Light coin, the tinsel clink of compliment. [ Tennyson ]
Beauty is Nature's coin, must not be hoarded,
But must be current, and the good thereof
Consists in mutual and partaken bliss. [ Milton ]
Less of your courtship, I pray, and more of your coin. [ Proverb ]
The coin that is most current amongst us, is flattery. [ Proverb ]
Gold does not satisfy love; it must be paid in its own coin. [ Mme. Deluzy ]
In the interchange of thought use no coin but gold and silver. [ Joubert ]
Flattery is like base coin; it impoverishes him who receives it. [ Madame Voillez ]
Flattery is a base coin, to which only our vanity gives currency. [ La Roche ]
Less coin, less care; to know how to dispense with wealth is to possess it. [ Reynard ]
I would fain coin wisdom - mould it, I mean, into maxims, proverbs, sentences, that can easily be retained and transmitted. [ Joubert ]

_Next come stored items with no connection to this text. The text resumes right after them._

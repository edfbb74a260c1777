//! Chat delivery for the run-rate cost report.
//!
//! This crate wraps a rendered report in a chat payload and posts it to the
//! configured webhooks. Delivery is awaited and any failure is returned to
//! the caller, so a failed send fails the run.
//!
//! # Usage
//!
//! ```no_run
//! use std::sync::Arc;
//! use run_rate_notify::{NotifyChannel, Notifier, ReportMessage, SlackChannel};
//!
//! # async fn run() -> Result<(), run_rate_notify::NotifyError> {
//! let channels: Vec<Arc<dyn NotifyChannel>> = vec![Arc::new(SlackChannel::new(
//!     "https://hooks.slack.com/services/T000/B000/XXXX",
//! ))];
//! let notifier = Notifier::with_channels(channels);
//!
//! notifier
//!     .send(&ReportMessage::new("AWS Run Rate", "Account  Day  Month"))
//!     .await?;
//! # Ok(())
//! # }
//! ```
//!
//! # Architecture
//!
//! - [`NotifyChannel`] trait defines the interface for notification channels
//! - [`SlackChannel`] implements Slack incoming webhooks
//! - [`Notifier`] delivers a message to every configured channel

#![warn(clippy::pedantic)]
#![allow(clippy::module_name_repetitions)]

pub mod channels;
pub mod error;
pub mod message;

pub use channels::slack::{SlackChannel, SlackPayload};
pub use channels::NotifyChannel;
pub use error::NotifyError;
pub use message::{ReportMessage, DEFAULT_TITLE};

use std::sync::Arc;
use tracing::{info, warn};

/// Report dispatcher.
///
/// Sends a message to each channel in order and stops at the first failure.
pub struct Notifier {
    channels: Vec<Arc<dyn NotifyChannel>>,
    dry_run: bool,
}

impl Notifier {
    /// Create a notifier with specific channels.
    #[must_use]
    pub fn with_channels(channels: Vec<Arc<dyn NotifyChannel>>) -> Self {
        Self {
            channels,
            dry_run: false,
        }
    }

    /// Create a notifier that logs messages instead of sending them.
    #[must_use]
    pub fn dry_run() -> Self {
        Self {
            channels: vec![],
            dry_run: true,
        }
    }

    /// Whether this notifier only logs.
    #[must_use]
    pub const fn is_dry_run(&self) -> bool {
        self.dry_run
    }

    /// Get the number of channels.
    #[must_use]
    pub fn channel_count(&self) -> usize {
        self.channels.len()
    }

    /// Deliver `message` to every channel.
    ///
    /// # Errors
    ///
    /// Returns the first channel failure. A channel that is not configured
    /// (e.g. an empty webhook URL) is still attempted so the transport error
    /// surfaces.
    pub async fn send(&self, message: &ReportMessage) -> Result<(), NotifyError> {
        if self.dry_run {
            info!(title = %message.title, "Dry run, not sending report");
            return Ok(());
        }

        if self.channels.is_empty() {
            return Err(NotifyError::NotConfigured(
                "no notification channels".to_string(),
            ));
        }

        for channel in &self.channels {
            let channel_name = channel.name();

            if !channel.enabled() {
                warn!(
                    channel = channel_name,
                    "Channel has no destination configured, send will fail"
                );
            }

            channel.send(message).await?;
            info!(channel = channel_name, "Report sent");
        }

        Ok(())
    }
}

#[cfg(test)]
mod tests {
    use super::*;
    use async_trait::async_trait;
    use std::sync::atomic::{AtomicUsize, Ordering};

    struct CountingChannel {
        sent: AtomicUsize,
        fail: bool,
        enabled: bool,
    }

    impl CountingChannel {
        fn new(fail: bool) -> Arc<Self> {
            Arc::new(Self {
                sent: AtomicUsize::new(0),
                fail,
                enabled: true,
            })
        }

        fn unconfigured() -> Arc<Self> {
            Arc::new(Self {
                sent: AtomicUsize::new(0),
                fail: true,
                enabled: false,
            })
        }
    }

    #[async_trait]
    impl NotifyChannel for CountingChannel {
        fn name(&self) -> &'static str {
            "counting"
        }

        fn enabled(&self) -> bool {
            self.enabled
        }

        async fn send(&self, _message: &ReportMessage) -> Result<(), NotifyError> {
            self.sent.fetch_add(1, Ordering::SeqCst);
            if self.fail {
                Err(NotifyError::NotConfigured("counting".to_string()))
            } else {
                Ok(())
            }
        }
    }

    fn message() -> ReportMessage {
        ReportMessage::new(DEFAULT_TITLE, "table")
    }

    #[tokio::test]
    async fn test_sends_to_every_channel() {
        let first = CountingChannel::new(false);
        let second = CountingChannel::new(false);
        let channels: Vec<Arc<dyn NotifyChannel>> = vec![first.clone(), second.clone()];
        let notifier = Notifier::with_channels(channels);

        notifier.send(&message()).await.unwrap();
        assert_eq!(notifier.channel_count(), 2);
        assert_eq!(first.sent.load(Ordering::SeqCst), 1);
        assert_eq!(second.sent.load(Ordering::SeqCst), 1);
    }

    #[tokio::test]
    async fn test_stops_at_first_failure() {
        let failing = CountingChannel::new(true);
        let after = CountingChannel::new(false);
        let channels: Vec<Arc<dyn NotifyChannel>> = vec![failing.clone(), after.clone()];
        let notifier = Notifier::with_channels(channels);

        assert!(notifier.send(&message()).await.is_err());
        assert_eq!(after.sent.load(Ordering::SeqCst), 0);
    }

    #[tokio::test]
    async fn test_unconfigured_channel_is_still_attempted() {
        let unconfigured = CountingChannel::unconfigured();
        let channels: Vec<Arc<dyn NotifyChannel>> = vec![unconfigured.clone()];
        let notifier = Notifier::with_channels(channels);

        assert!(notifier.send(&message()).await.is_err());
        assert_eq!(unconfigured.sent.load(Ordering::SeqCst), 1);
    }

    #[tokio::test]
    async fn test_dry_run_sends_nothing() {
        let notifier = Notifier::dry_run();
        assert!(notifier.is_dry_run());
        notifier.send(&message()).await.unwrap();
    }

    #[tokio::test]
    async fn test_no_channels_is_an_error() {
        let notifier = Notifier::with_channels(vec![]);
        assert!(matches!(
            notifier.send(&message()).await,
            Err(NotifyError::NotConfigured(_))
        ));
    }
}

Nothing is so wholesome, nothing does so much for people's looks, as a little interchange of the small coin of benevolence. [ Ruffini ]
Ethical maxims are bandied about as a sort of current coin of discourse, and, being never melted down for use, those that are of base metal are never detected. [ Bishop Whately ]
Who is it that does not voluntarily exchange his health, his repose, and his very life for reputation and glory? The most useless, frivolous, and false coin that passes current among us. [ Montaigne ]
Of all varieties of fopperies, the vanity of high birth is the greatest. True nobility is derived from virtue, not from birth. Title, indeed, may be purchased, but virtue is the only coin that makes the bargain valid. [ Burton ]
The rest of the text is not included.